Some preliminary thoughts on what it means for marketers to recognize these distinctions:
Marketers invariably want to build branded social networking sites, expecting that a bunch of users will materialize and start emoting about their products. The thing is: not all of the networks you're associated with online are brand-advocate communities. For example, big companies like Eli Lilly and Wal-Mart have to contend with activist networks using wikis to "tell the whole truth" about their products or using blogs to shape the dialogue about the way they do business. Other companies may find they're connected with networks of people who use their products in odd ways they wouldn't want the rest of the world to know about (no examples here).

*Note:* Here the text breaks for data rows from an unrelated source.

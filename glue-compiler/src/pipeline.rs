//! Generation pipeline: descriptor construction followed by the emission passes

use crate::{
    backend::{BindingBackend, EmitError},
    binding::{Binding, BindingError, BindingSource},
    loader::WebIdlLoader,
};
use glue_parser::NodeList;
use std::fmt;
use std::io::{self, Write};
use std::time::{Duration, Instant};
use tracing::{debug, info};

/// Pipeline stages, in execution order
#[derive(Debug, Clone, Copy, PartialEq, Eq, Hash)]
pub enum Stage {
    LoadBinding,
    HeaderComment,
    Preamble,
    PrivateDeclaration,
    ClassDescriptor,
    OperatorBodies,
    PropertyBodies,
    FunctionSpec,
    PropertySpec,
    Constructors,
}

impl Stage {
    /// The emission passes, in the order they write to the sink
    pub const EMISSION: [Stage; 9] = [
        Stage::HeaderComment,
        Stage::Preamble,
        Stage::PrivateDeclaration,
        Stage::ClassDescriptor,
        Stage::OperatorBodies,
        Stage::PropertyBodies,
        Stage::FunctionSpec,
        Stage::PropertySpec,
        Stage::Constructors,
    ];

    /// Process exit status when this stage fails
    pub fn exit_code(self) -> i32 {
        match self {
            Stage::LoadBinding => 4,
            Stage::HeaderComment => 5,
            Stage::Preamble => 6,
            Stage::PrivateDeclaration => 7,
            Stage::ClassDescriptor => 8,
            Stage::OperatorBodies => 9,
            Stage::PropertyBodies => 10,
            Stage::FunctionSpec => 11,
            Stage::PropertySpec => 12,
            Stage::Constructors => 13,
        }
    }

    pub fn name(self) -> &'static str {
        match self {
            Stage::LoadBinding => "load binding",
            Stage::HeaderComment => "header comment",
            Stage::Preamble => "preamble",
            Stage::PrivateDeclaration => "private declaration",
            Stage::ClassDescriptor => "class descriptor",
            Stage::OperatorBodies => "operator bodies",
            Stage::PropertyBodies => "property bodies",
            Stage::FunctionSpec => "function spec",
            Stage::PropertySpec => "property spec",
            Stage::Constructors => "constructors",
        }
    }

    fn emit(self, backend: &dyn BindingBackend, out: &mut dyn Write, source: &BindingSource) -> Result<(), EmitError> {
        match self {
            Stage::LoadBinding => Ok(()),
            Stage::HeaderComment => backend.header_comment(out, source),
            Stage::Preamble => backend.preamble(out, source),
            Stage::PrivateDeclaration => backend.private_declaration(out, source),
            Stage::ClassDescriptor => backend.class_descriptor(out, source),
            Stage::OperatorBodies => backend.operator_bodies(out, source),
            Stage::PropertyBodies => backend.property_bodies(out, source),
            Stage::FunctionSpec => backend.function_spec(out, source),
            Stage::PropertySpec => backend.property_spec(out, source),
            Stage::Constructors => backend.constructors(out, source),
        }
    }
}

impl fmt::Display for Stage {
    fn fmt(&self, f: &mut fmt::Formatter<'_>) -> fmt::Result {
        f.write_str(self.name())
    }
}

/// Why a stage failed
#[derive(Debug, thiserror::Error)]
pub enum StageError {
    #[error(transparent)]
    Binding(#[from] BindingError),

    #[error(transparent)]
    Emit(#[from] EmitError),
}

/// A failed run: the stage that failed and its cause
#[derive(Debug, thiserror::Error)]
#[error("{stage} stage failed: {source}")]
pub struct GenerateError {
    pub stage: Stage,
    pub source: StageError,
}

impl GenerateError {
    pub fn new(stage: Stage, source: impl Into<StageError>) -> Self {
        Self {
            stage,
            source: source.into(),
        }
    }

    pub fn exit_code(&self) -> i32 {
        self.stage.exit_code()
    }
}

/// Pipeline stage result
#[derive(Debug, Clone, PartialEq)]
pub struct StageReport {
    pub stage: Stage,
    pub duration: Duration,
    pub bytes_written: u64,
}

/// Summary of a successful run
#[derive(Debug, Clone)]
pub struct GenerationReport {
    pub backend: &'static str,
    pub interface: String,
    pub stages: Vec<StageReport>,
    pub total_time: Duration,
}

impl GenerationReport {
    pub fn bytes_written(&self) -> u64 {
        self.stages.iter().map(|s| s.bytes_written).sum()
    }
}

/// Sink wrapper that counts bytes per stage
struct CountingWriter<W> {
    inner: W,
    written: u64,
}

impl<W: Write> CountingWriter<W> {
    fn new(inner: W) -> Self {
        Self { inner, written: 0 }
    }

    fn take_count(&mut self) -> u64 {
        std::mem::take(&mut self.written)
    }
}

impl<W: Write> Write for CountingWriter<W> {
    fn write(&mut self, buf: &[u8]) -> io::Result<usize> {
        let n = self.inner.write(buf)?;
        self.written += n as u64;
        Ok(n)
    }

    fn flush(&mut self) -> io::Result<()> {
        self.inner.flush()
    }
}

/// Build the binding descriptor (stage 4)
pub fn load(binding_ast: NodeList, loader: &dyn WebIdlLoader) -> Result<BindingSource, GenerateError> {
    let start = Instant::now();
    let source = BindingSource::load(binding_ast, loader).map_err(|e| GenerateError::new(Stage::LoadBinding, e))?;
    debug!("stage {} finished in {:?}", Stage::LoadBinding, start.elapsed());
    Ok(source)
}

/// Run every emission pass in order against the binding's sink
///
/// The first failing pass aborts the run; whatever was already written
/// stays in the sink.
pub fn run(binding: &mut Binding<'_>, backend: &dyn BindingBackend) -> Result<GenerationReport, GenerateError> {
    let total_start = Instant::now();
    let (sink, source) = binding.split();
    let mut out = CountingWriter::new(sink);
    let mut stages = Vec::with_capacity(Stage::EMISSION.len());

    for stage in Stage::EMISSION {
        let start = Instant::now();
        stage
            .emit(backend, &mut out, source)
            .map_err(|e| GenerateError::new(stage, e))?;

        let report = StageReport {
            stage,
            duration: start.elapsed(),
            bytes_written: out.take_count(),
        };
        debug!(
            "stage {} wrote {} bytes in {:?}",
            stage, report.bytes_written, report.duration
        );
        stages.push(report);
    }

    out.flush().map_err(|e| GenerateError::new(Stage::Constructors, EmitError::from(e)))?;

    let report = GenerationReport {
        backend: backend.name(),
        interface: source.interface().to_string(),
        stages,
        total_time: total_start.elapsed(),
    };
    info!(
        "generated {} binding for {} ({} bytes)",
        report.backend,
        report.interface,
        report.bytes_written()
    );
    Ok(report)
}

/// Load, then emit into `sink`
pub fn generate(
    binding_ast: NodeList,
    loader: &dyn WebIdlLoader,
    backend: &dyn BindingBackend,
    sink: &mut dyn Write,
) -> Result<GenerationReport, GenerateError> {
    let source = load(binding_ast, loader)?;
    let mut binding = Binding::new(sink, source);
    run(&mut binding, backend)
}

#[cfg(test)]
mod tests {
    use super::*;
    use crate::backend::{BackendFactory, BackendTarget, Result as EmitResult};
    use crate::loader::MemoryLoader;
    use glue_parser::parse_binding;

    /// Backend whose `fail_at` pass errors after writing a marker
    struct Failing {
        fail_at: Stage,
    }

    impl Failing {
        fn pass(&self, stage: Stage, out: &mut dyn Write) -> EmitResult<()> {
            writeln!(out, "{}", stage)?;
            if stage == self.fail_at {
                return Err(EmitError::Io(io::Error::new(io::ErrorKind::Other, "boom")));
            }
            Ok(())
        }
    }

    impl BindingBackend for Failing {
        fn target_info(&self) -> BackendTarget {
            BackendTarget {
                name: "failing",
                binding_type: "none",
                engine: "none",
                file_extension: "txt",
            }
        }
        fn header_comment(&self, out: &mut dyn Write, _: &BindingSource) -> EmitResult<()> {
            self.pass(Stage::HeaderComment, out)
        }
        fn preamble(&self, out: &mut dyn Write, _: &BindingSource) -> EmitResult<()> {
            self.pass(Stage::Preamble, out)
        }
        fn private_declaration(&self, out: &mut dyn Write, _: &BindingSource) -> EmitResult<()> {
            self.pass(Stage::PrivateDeclaration, out)
        }
        fn class_descriptor(&self, out: &mut dyn Write, _: &BindingSource) -> EmitResult<()> {
            self.pass(Stage::ClassDescriptor, out)
        }
        fn operator_bodies(&self, out: &mut dyn Write, _: &BindingSource) -> EmitResult<()> {
            self.pass(Stage::OperatorBodies, out)
        }
        fn property_bodies(&self, out: &mut dyn Write, _: &BindingSource) -> EmitResult<()> {
            self.pass(Stage::PropertyBodies, out)
        }
        fn function_spec(&self, out: &mut dyn Write, _: &BindingSource) -> EmitResult<()> {
            self.pass(Stage::FunctionSpec, out)
        }
        fn property_spec(&self, out: &mut dyn Write, _: &BindingSource) -> EmitResult<()> {
            self.pass(Stage::PropertySpec, out)
        }
        fn constructors(&self, out: &mut dyn Write, _: &BindingSource) -> EmitResult<()> {
            self.pass(Stage::Constructors, out)
        }
    }

    fn bare_source() -> BindingSource {
        BindingSource::new(parse_binding("binding b { interface B; }").unwrap(), None).unwrap()
    }

    #[test]
    fn test_exit_codes_are_distinct_and_ordered() {
        let codes: Vec<i32> = std::iter::once(Stage::LoadBinding)
            .chain(Stage::EMISSION)
            .map(Stage::exit_code)
            .collect();
        assert_eq!(codes, (4..=13).collect::<Vec<_>>());
    }

    #[test]
    fn test_each_failing_pass_reports_its_stage() {
        for fail_at in Stage::EMISSION {
            let mut out = Vec::new();
            let mut binding = Binding::new(&mut out, bare_source());
            let err = run(&mut binding, &Failing { fail_at }).unwrap_err();
            assert_eq!(err.stage, fail_at);
            assert_eq!(err.exit_code(), fail_at.exit_code());
            drop(binding);

            // earlier passes stay in the sink, later ones never run
            let written = String::from_utf8(out).unwrap();
            let expected: Vec<String> = Stage::EMISSION
                .iter()
                .take_while(|s| **s != fail_at)
                .chain(std::iter::once(&fail_at))
                .map(|s| s.to_string())
                .collect();
            assert_eq!(written.lines().collect::<Vec<_>>(), expected);
        }
    }

    #[test]
    fn test_report_counts_bytes_per_stage() {
        let mut out = Vec::new();
        let mut binding = Binding::new(&mut out, bare_source());
        let report = run(&mut binding, &Failing { fail_at: Stage::LoadBinding }).unwrap();
        assert_eq!(report.backend, "failing");
        assert_eq!(report.interface, "B");
        assert_eq!(report.stages.len(), 9);
        assert_eq!(report.stages[0].bytes_written, "header comment\n".len() as u64);
        drop(binding);
        assert_eq!(report.bytes_written(), out.len() as u64);
    }

    #[test]
    fn test_load_failure_is_stage_four() {
        let backend = BackendFactory::create_backend("jsapi").unwrap();
        let mut out = Vec::new();
        let ast = parse_binding("hdrcomment \"no binding\";").unwrap();
        let err = generate(ast, &MemoryLoader::new(), backend.as_ref(), &mut out).unwrap_err();
        assert_eq!(err.stage, Stage::LoadBinding);
        assert_eq!(err.exit_code(), 4);
        assert!(matches!(err.source, StageError::Binding(BindingError::NoBindingNode)));
        assert!(out.is_empty());
    }

    #[test]
    fn test_missing_interface_fails_at_operator_bodies() {
        let backend = BackendFactory::create_backend("jsapi").unwrap();
        let mut out = Vec::new();
        let ast = parse_binding(r#"webidlfile "a.idl"; binding b { interface Nope; }"#).unwrap();
        let loader = MemoryLoader::new().with_file("a.idl", "interface Other {};");
        let err = generate(ast, &loader, backend.as_ref(), &mut out).unwrap_err();
        assert_eq!(err.stage, Stage::OperatorBodies);
        assert_eq!(err.exit_code(), 9);
        assert!(err.to_string().contains("Unable to find interface Nope"));
    }
}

To create an effective social computing strategy, I think you need to do an analysis of the networks, not the individuals, that you're associated with:
1. List the offline networks your brands/products are associated with. Describe their points of commonality and participants' motivations for connecting. Then identify the role your brand plays in those networks -- are you the point of commonality? Do participants connect to share their love of your products or to make plans to tear down your call center?
2. List your online networks, their commonalities, motivations, and the role of your brand. Describe how they're using SC to accomplish their goals.
3. Strategize -- Is there offline networking that supports your brand that you could cultivate with online tools? Is there online networking you want to counter? Choose technologies or Web properties that facilitate the types of interactions or actions you want to take place.
That's it for now. Suggestions welcome!